RIVIÈRE

Un film de Hugues Hariche

T’es hockey, t’es bath, t’es in

Manon Rivière, 17 ans, part seule de Suisse et débarque à Belfort où vit son père, qui l’a abandonnée quand elle était enfant. Rêvant de devenir hockeyeuse professionnelle, elle tente de se reconstruire socialement et psychologiquement…

Rivière film movie

Incarnée par l’excellente Flavie Delangle ("Stella est amoureuse"), l’héroïne éponyme de "Rivière" porte une part de mystère (le choix du patronyme plutôt que du prénom pour le titre entretient d’ailleurs cela) : souvent taiseuse et pudique, Manon observe et rumine, attendant les moments opportuns et les personnes adéquates pour révéler sa personnalité, par touches parcimonieuses. C’est ainsi qu’elle séduit les autres personnages et aussi le public.

Le film ne manque pas d’intérêts : un personnage féminin indépendant qui s’affirme face à tout type d’adversité (dont la pratique du hockey avec des garçons à qui elle tient tête) ; la question des limites acceptables pour atteindre un haut niveau sportif (avec la patineuse artistique interprétée par Sarah Bramms, elle-même ancienne patineuse découverte en 2017 dans "Kiss & Cry") ; la notion de confiance en l’autre (qui plus est pour une jeune fille qui a été abandonnée) ; l’expression et l’acceptation du désir ; ou encore, plus secondairement, le relatif désœuvrement d’adolescents dans une ville moyenne comme Belfort.

Si le premier long métrage de fiction de Hugues Hariche est loin d’être un échec, il pèche tout de même par sa volonté de concilier toutes ces thématiques. Cela donne notamment le sentiment que le réalisateur hésite sur ce qu’il souhaite développer concernant le personnage principal (la recherche du père, la relation avec la patineuse, l’ambition sportive), même si cela illustre sans doute la psychologie d’une ado en quête de repères et de stabilité.
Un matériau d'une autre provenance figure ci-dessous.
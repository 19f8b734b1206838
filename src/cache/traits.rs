//! Core traits and types for the persistent cache.

use std::fmt;
use std::hash::Hash;

use serde::Serialize;

use crate::api::types::Timestamp;
use crate::codec::Codec;

/// The remotely-sourced data categories. Each has its own storage unit.
#[derive(Debug, Clone, Copy, PartialEq, Eq, Hash, Serialize)]
pub enum EntityKind {
  Account,
  Project,
  TypePart,
  Image,
}

impl EntityKind {
  /// Name of the storage unit (table) holding this kind.
  pub fn table(&self) -> &'static str {
    match self {
      EntityKind::Account => "account",
      EntityKind::Project => "project",
      EntityKind::TypePart => "typePart",
      EntityKind::Image => "image-binary",
    }
  }
}

impl fmt::Display for EntityKind {
  fn fmt(&self, f: &mut fmt::Formatter<'_>) -> fmt::Result {
    f.write_str(self.table())
  }
}

/// An entity kind that can be persisted.
///
/// Records are keyed by the id's string form and hold the wire encoding of
/// `Option<Data>` next to the time the server produced it.
pub trait Cacheable: Send + Sync + 'static {
  type Id: Clone + Eq + Hash + Codec + fmt::Display + fmt::Debug + Send + Sync + 'static;
  type Data: Codec + Clone + fmt::Debug + Send + Sync + 'static;

  const KIND: EntityKind;
}

/// A persisted record as the storage backend sees it.
#[derive(Debug, Clone, PartialEq, Eq)]
pub struct StoredRecord {
  pub observed_at: Timestamp,
  pub value: Vec<u8>,
}
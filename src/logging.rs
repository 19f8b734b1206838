//! Tracing bootstrap.

use std::env;
use std::fs;
use std::path::Path;

use color_eyre::{eyre::eyre, Result};
use tracing_appender::non_blocking::WorkerGuard;
use tracing_subscriber::EnvFilter;

use crate::config::LogConfig;

const DEFAULT_FILTER: &str = "info,definy_sync=debug";

/// Install the global subscriber.
///
/// Filter precedence:
/// 1) `RUST_LOG`
/// 2) `DEFINY_SYNC_LOG`
/// 3) `log.filter` from the config file
/// 4) internal default filter
///
/// With `log.file` set, output goes to that file through a background writer;
/// keep the returned guard alive until exit so buffered lines are flushed.
pub fn init(config: &LogConfig) -> Result<Option<WorkerGuard>> {
  let env_filter = resolve_filter(
    env::var("RUST_LOG").ok(),
    env::var("DEFINY_SYNC_LOG").ok(),
    config.filter.as_deref(),
  );

  let Some(path) = &config.file else {
    let _ = tracing_subscriber::fmt()
      .with_target(true)
      .with_env_filter(env_filter)
      .with_writer(std::io::stderr)
      .try_init();
    return Ok(None);
  };

  let file_name = path
    .file_name()
    .ok_or_else(|| eyre!("Log file path has no file name: {}", path.display()))?;
  let dir = path
    .parent()
    .filter(|dir| !dir.as_os_str().is_empty())
    .unwrap_or(Path::new("."));
  fs::create_dir_all(dir)
    .map_err(|e| eyre!("Failed to create log directory {}: {}", dir.display(), e))?;

  let (writer, guard) = tracing_appender::non_blocking(tracing_appender::rolling::never(dir, file_name));
  let _ = tracing_subscriber::fmt()
    .with_target(true)
    .with_thread_ids(true)
    .with_ansi(false)
    .with_env_filter(env_filter)
    .with_writer(writer)
    .try_init();
  Ok(Some(guard))
}

/// The first non-empty, parseable candidate wins.
fn resolve_filter(
  rust_log: Option<String>,
  app_log: Option<String>,
  configured: Option<&str>,
) -> EnvFilter {
  [rust_log, app_log, configured.map(str::to_string)]
    .into_iter()
    .flatten()
    .filter(|value| !value.trim().is_empty())
    .find_map(|value| EnvFilter::try_new(value).ok())
    .unwrap_or_else(|| EnvFilter::new(DEFAULT_FILTER))
}
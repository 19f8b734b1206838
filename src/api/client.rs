use std::sync::Arc;

use tracing::{debug, warn};

use crate::codec::Codec;

use super::operations::Operation;
use super::transport::Transport;
use super::types::AccountToken;

/// Issues one network round trip per operation call.
///
/// Every failure (transport, HTTP status, truncated body, decode) collapses
/// into `None`; the cause is only logged. No retries happen here.
#[derive(Clone)]
pub struct ApiClient {
  transport: Arc<dyn Transport>,
}

impl ApiClient {
  pub fn new(transport: Arc<dyn Transport>) -> Self {
    Self { transport }
  }

  pub async fn call<O: Operation>(
    &self,
    request: &O::Request,
    token: Option<&AccountToken>,
  ) -> Option<O::Response> {
    let body = request.to_bytes();
    debug!(operation = O::NAME, bytes = body.len(), "api request");

    let response = match self.transport.post(O::NAME, body, token).await {
      Ok(response) => response,
      Err(e) => {
        warn!(operation = O::NAME, error = %e, "api call failed");
        return None;
      }
    };

    match O::Response::from_bytes(&response) {
      Ok(value) => {
        debug!(operation = O::NAME, bytes = response.len(), "api response");
        Some(value)
      }
      Err(e) => {
        warn!(
          operation = O::NAME,
          offset = e.offset(),
          error = %e,
          "failed to decode api response"
        );
        None
      }
    }
  }
}
//! Data model shared with the server.

use std::fmt;

use chrono::{DateTime, Duration, TimeZone, Utc};
use serde::Serialize;
use sha2::{Digest, Sha256};

use crate::codec::{read_tag, write_tag, Codec, DecodeError};
use crate::product_codec;

macro_rules! string_id {
  ($(#[$meta:meta])* $name:ident) => {
    $(#[$meta])*
    #[derive(Debug, Clone, PartialEq, Eq, PartialOrd, Ord, Hash, Serialize)]
    #[serde(transparent)]
    pub struct $name(String);

    impl $name {
      pub fn new(value: impl Into<String>) -> Self {
        Self(value.into())
      }

      pub fn as_str(&self) -> &str {
        &self.0
      }
    }

    impl fmt::Display for $name {
      fn fmt(&self, f: &mut fmt::Formatter<'_>) -> fmt::Result {
        f.write_str(&self.0)
      }
    }

    impl Codec for $name {
      fn encode(&self, out: &mut Vec<u8>) {
        self.0.encode(out);
      }

      fn decode(bytes: &[u8], offset: usize) -> Result<(Self, usize), DecodeError> {
        let (value, next) = String::decode(bytes, offset)?;
        Ok((Self(value), next))
      }
    }
  };
}

string_id!(
  /// Identifier of a project.
  ProjectId
);
string_id!(
  /// Identifier of an account.
  AccountId
);
string_id!(
  /// Identifier of a type part.
  TypePartId
);
string_id!(
  /// Hex-encoded SHA-256 of an image's bytes.
  ImageHash
);

impl ImageHash {
  /// Hash of the given image bytes.
  pub fn of(bytes: &[u8]) -> Self {
    Self(hex::encode(Sha256::digest(bytes)))
  }

  /// Whether `bytes` hash to this value.
  pub fn matches(&self, bytes: &[u8]) -> bool {
    Self::of(bytes).0.eq_ignore_ascii_case(&self.0)
  }
}

/// Credential carried in the request header. Never printed.
#[derive(Clone, PartialEq, Eq)]
pub struct AccountToken(String);

impl AccountToken {
  pub fn new(value: impl Into<String>) -> Self {
    Self(value.into())
  }

  pub fn as_str(&self) -> &str {
    &self.0
  }
}

impl fmt::Debug for AccountToken {
  fn fmt(&self, f: &mut fmt::Formatter<'_>) -> fmt::Result {
    f.write_str("AccountToken(..)")
  }
}

impl Codec for AccountToken {
  fn encode(&self, out: &mut Vec<u8>) {
    self.0.encode(out);
  }

  fn decode(bytes: &[u8], offset: usize) -> Result<(Self, usize), DecodeError> {
    let (value, next) = String::decode(bytes, offset)?;
    Ok((Self(value), next))
  }
}

/// Server-supplied time, in milliseconds since the Unix epoch.
///
/// Only used to compare freshness: larger is newer.
#[derive(Debug, Clone, Copy, PartialEq, Eq, PartialOrd, Ord, Hash, Serialize)]
#[serde(transparent)]
pub struct Timestamp(i64);

impl Timestamp {
  pub const fn from_millis(millis: i64) -> Self {
    Self(millis)
  }

  pub fn now() -> Self {
    Self(Utc::now().timestamp_millis())
  }

  pub const fn as_millis(&self) -> i64 {
    self.0
  }

  pub fn to_datetime(&self) -> Option<DateTime<Utc>> {
    Utc.timestamp_millis_opt(self.0).single()
  }

  /// Whether more than `horizon` has passed between this timestamp and `now`.
  pub fn is_older_than(&self, horizon: Duration, now: Timestamp) -> bool {
    now.0.saturating_sub(self.0) > horizon.num_milliseconds()
  }
}

impl fmt::Display for Timestamp {
  fn fmt(&self, f: &mut fmt::Formatter<'_>) -> fmt::Result {
    match self.to_datetime() {
      Some(dt) => write!(f, "{}", dt.to_rfc3339()),
      None => write!(f, "{}ms", self.0),
    }
  }
}

impl Codec for Timestamp {
  fn encode(&self, out: &mut Vec<u8>) {
    self.0.encode(out);
  }

  fn decode(bytes: &[u8], offset: usize) -> Result<(Self, usize), DecodeError> {
    let (millis, next) = i64::decode(bytes, offset)?;
    Ok((Self(millis), next))
  }
}

/// A value paired with the time the server produced it.
#[derive(Debug, Clone, PartialEq, Eq, Serialize)]
pub struct Timestamped<T> {
  pub value: T,
  pub observed_at: Timestamp,
}

impl<T> Timestamped<T> {
  pub fn new(value: T, observed_at: Timestamp) -> Self {
    Self { value, observed_at }
  }

  pub fn map<U>(self, f: impl FnOnce(T) -> U) -> Timestamped<U> {
    Timestamped {
      value: f(self.value),
      observed_at: self.observed_at,
    }
  }
}

impl<T: Codec> Codec for Timestamped<T> {
  fn encode(&self, out: &mut Vec<u8>) {
    self.value.encode(out);
    self.observed_at.encode(out);
  }

  fn decode(bytes: &[u8], offset: usize) -> Result<(Self, usize), DecodeError> {
    let (value, next) = T::decode(bytes, offset)?;
    let (observed_at, next) = Timestamp::decode(bytes, next)?;
    Ok((Self { value, observed_at }, next))
  }
}

/// What is known about one entity at one point in time. `value` is `None`
/// when the server reported that the entity does not exist.
pub type Snapshot<T> = Timestamped<Option<T>>;

#[derive(Debug, Clone, PartialEq, Eq, Serialize)]
pub struct IdAndData<I, D> {
  pub id: I,
  pub data: D,
}

impl<I: Codec, D: Codec> Codec for IdAndData<I, D> {
  fn encode(&self, out: &mut Vec<u8>) {
    self.id.encode(out);
    self.data.encode(out);
  }

  fn decode(bytes: &[u8], offset: usize) -> Result<(Self, usize), DecodeError> {
    let (id, next) = I::decode(bytes, offset)?;
    let (data, next) = D::decode(bytes, next)?;
    Ok((Self { id, data }, next))
  }
}

/// Raw bytes, such as an image file.
#[derive(Clone, PartialEq, Eq, Serialize)]
pub struct Binary(pub Vec<u8>);

impl fmt::Debug for Binary {
  fn fmt(&self, f: &mut fmt::Formatter<'_>) -> fmt::Result {
    write!(f, "Binary({} bytes)", self.0.len())
  }
}

impl Codec for Binary {
  fn encode(&self, out: &mut Vec<u8>) {
    crate::codec::write_bytes(&self.0, out);
  }

  fn decode(bytes: &[u8], offset: usize) -> Result<(Self, usize), DecodeError> {
    let (raw, next) = crate::codec::read_bytes(bytes, offset)?;
    Ok((Self(raw.to_vec()), next))
  }
}

#[derive(Debug, Clone, PartialEq, Eq, Serialize)]
pub struct Project {
  pub name: String,
  pub icon_hash: ImageHash,
  pub image_hash: ImageHash,
  pub created_at: Timestamp,
  pub updated_at: Timestamp,
  pub created_by: AccountId,
}

product_codec!(Project {
  name,
  icon_hash,
  image_hash,
  created_at,
  updated_at,
  created_by
});

#[derive(Debug, Clone, PartialEq, Eq, Serialize)]
pub struct Account {
  pub name: String,
  pub image_hash: ImageHash,
  pub introduction: String,
  pub created_at: Timestamp,
}

product_codec!(Account {
  name,
  image_hash,
  introduction,
  created_at
});

/// A named piece of a type definition.
#[derive(Debug, Clone, PartialEq, Eq, Serialize)]
pub struct TypePart {
  pub name: String,
  pub description: String,
  pub project_id: ProjectId,
  pub type_parameter_list: Vec<TypeParameter>,
  pub body: TypePartBody,
}

product_codec!(TypePart {
  name,
  description,
  project_id,
  type_parameter_list,
  body
});

#[derive(Debug, Clone, PartialEq, Eq, Serialize)]
pub struct TypeParameter {
  pub name: String,
  pub type_part_id: TypePartId,
}

product_codec!(TypeParameter { name, type_part_id });

/// Reference to a type part applied to type arguments.
#[derive(Debug, Clone, PartialEq, Eq, Serialize)]
pub struct Type {
  pub type_part_id: TypePartId,
  pub parameter: Vec<Type>,
}

product_codec!(Type {
  type_part_id,
  parameter
});

#[derive(Debug, Clone, PartialEq, Eq, Serialize)]
pub struct Member {
  pub name: String,
  pub description: String,
  pub r#type: Type,
}

product_codec!(Member {
  name,
  description,
  r#type
});

#[derive(Debug, Clone, PartialEq, Eq, Serialize)]
pub struct Pattern {
  pub name: String,
  pub description: String,
  pub parameter: Option<Type>,
}

product_codec!(Pattern {
  name,
  description,
  parameter
});

#[derive(Debug, Clone, PartialEq, Eq, Serialize)]
#[serde(tag = "kind", content = "content")]
pub enum TypePartBody {
  Product(Vec<Member>),
  Sum(Vec<Pattern>),
  Kernel(Kernel),
}

impl Codec for TypePartBody {
  fn encode(&self, out: &mut Vec<u8>) {
    match self {
      Self::Product(members) => {
        write_tag(0, out);
        members.encode(out);
      }
      Self::Sum(patterns) => {
        write_tag(1, out);
        patterns.encode(out);
      }
      Self::Kernel(kernel) => {
        write_tag(2, out);
        kernel.encode(out);
      }
    }
  }

  fn decode(bytes: &[u8], offset: usize) -> Result<(Self, usize), DecodeError> {
    let (tag, next) = read_tag(bytes, offset)?;
    match tag {
      0 => Vec::decode(bytes, next).map(|(members, next)| (Self::Product(members), next)),
      1 => Vec::decode(bytes, next).map(|(patterns, next)| (Self::Sum(patterns), next)),
      2 => Kernel::decode(bytes, next).map(|(kernel, next)| (Self::Kernel(kernel), next)),
      tag => Err(DecodeError::InvalidTag {
        offset,
        tag,
        type_name: "TypePartBody",
      }),
    }
  }
}

/// Built-in types provided by the language rather than defined by users.
#[derive(Debug, Clone, Copy, PartialEq, Eq, Serialize)]
pub enum Kernel {
  Int32,
  String,
  Binary,
  Id,
  Token,
  List,
  Dict,
}

impl Kernel {
  const ALL: [Kernel; 7] = [
    Kernel::Int32,
    Kernel::String,
    Kernel::Binary,
    Kernel::Id,
    Kernel::Token,
    Kernel::List,
    Kernel::Dict,
  ];
}

impl Codec for Kernel {
  fn encode(&self, out: &mut Vec<u8>) {
    write_tag(*self as u32, out);
  }

  fn decode(bytes: &[u8], offset: usize) -> Result<(Self, usize), DecodeError> {
    let (tag, next) = read_tag(bytes, offset)?;
    Kernel::ALL
      .get(tag as usize)
      .map(|kernel| (*kernel, next))
      .ok_or(DecodeError::InvalidTag {
        offset,
        tag,
        type_name: "Kernel",
      })
  }
}

/// Identity provider used for logging in.
#[derive(Debug, Clone, Copy, PartialEq, Eq, Serialize)]
pub enum OpenIdConnectProvider {
  Google,
  GitHub,
}

impl std::str::FromStr for OpenIdConnectProvider {
  type Err = String;

  fn from_str(s: &str) -> Result<Self, Self::Err> {
    match s.to_ascii_lowercase().as_str() {
      "google" => Ok(Self::Google),
      "github" => Ok(Self::GitHub),
      other => Err(format!("unknown provider: {}", other)),
    }
  }
}

impl Codec for OpenIdConnectProvider {
  fn encode(&self, out: &mut Vec<u8>) {
    write_tag(*self as u32, out);
  }

  fn decode(bytes: &[u8], offset: usize) -> Result<(Self, usize), DecodeError> {
    let (tag, next) = read_tag(bytes, offset)?;
    match tag {
      0 => Ok((Self::Google, next)),
      1 => Ok((Self::GitHub, next)),
      tag => Err(DecodeError::InvalidTag {
        offset,
        tag,
        type_name: "OpenIdConnectProvider",
      }),
    }
  }
}

/// Request for a provider login URL. `location` is where the client wants to
/// land after the provider redirects back.
#[derive(Debug, Clone, PartialEq, Eq)]
pub struct LogInUrlRequest {
  pub provider: OpenIdConnectProvider,
  pub location: String,
}

product_codec!(LogInUrlRequest { provider, location });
S’ajoutent quelques perplexités face à plusieurs scènes ou détails (des réactions parfois difficilement compréhensibles, des personnages qui occupent n’importe quel lieu n’importe quand…), ainsi qu’un rythme trop plombant.

En outre, "Rivière" passe peut-être après trop de films du même type pour susciter une pleine adhésion. On peut par exemple avoir l’impression de regarder un film de Céline Sciamma, dont on retrouve plusieurs marqueurs (ce qu’accentue même la BO électro planante de Nicolas Rabaeus). La comparaison peut être vue comme un bon signe, mais il est également ardu de soutenir un tel parallèle. Cela peut toutefois fonctionner à merveille durant les séquences les plus inspirées, comme celle où les deux jeunes filles comparent leurs corps meurtris. Reste un beau portrait d’adolescente dans toute sa complexité, entre ombre et lumière.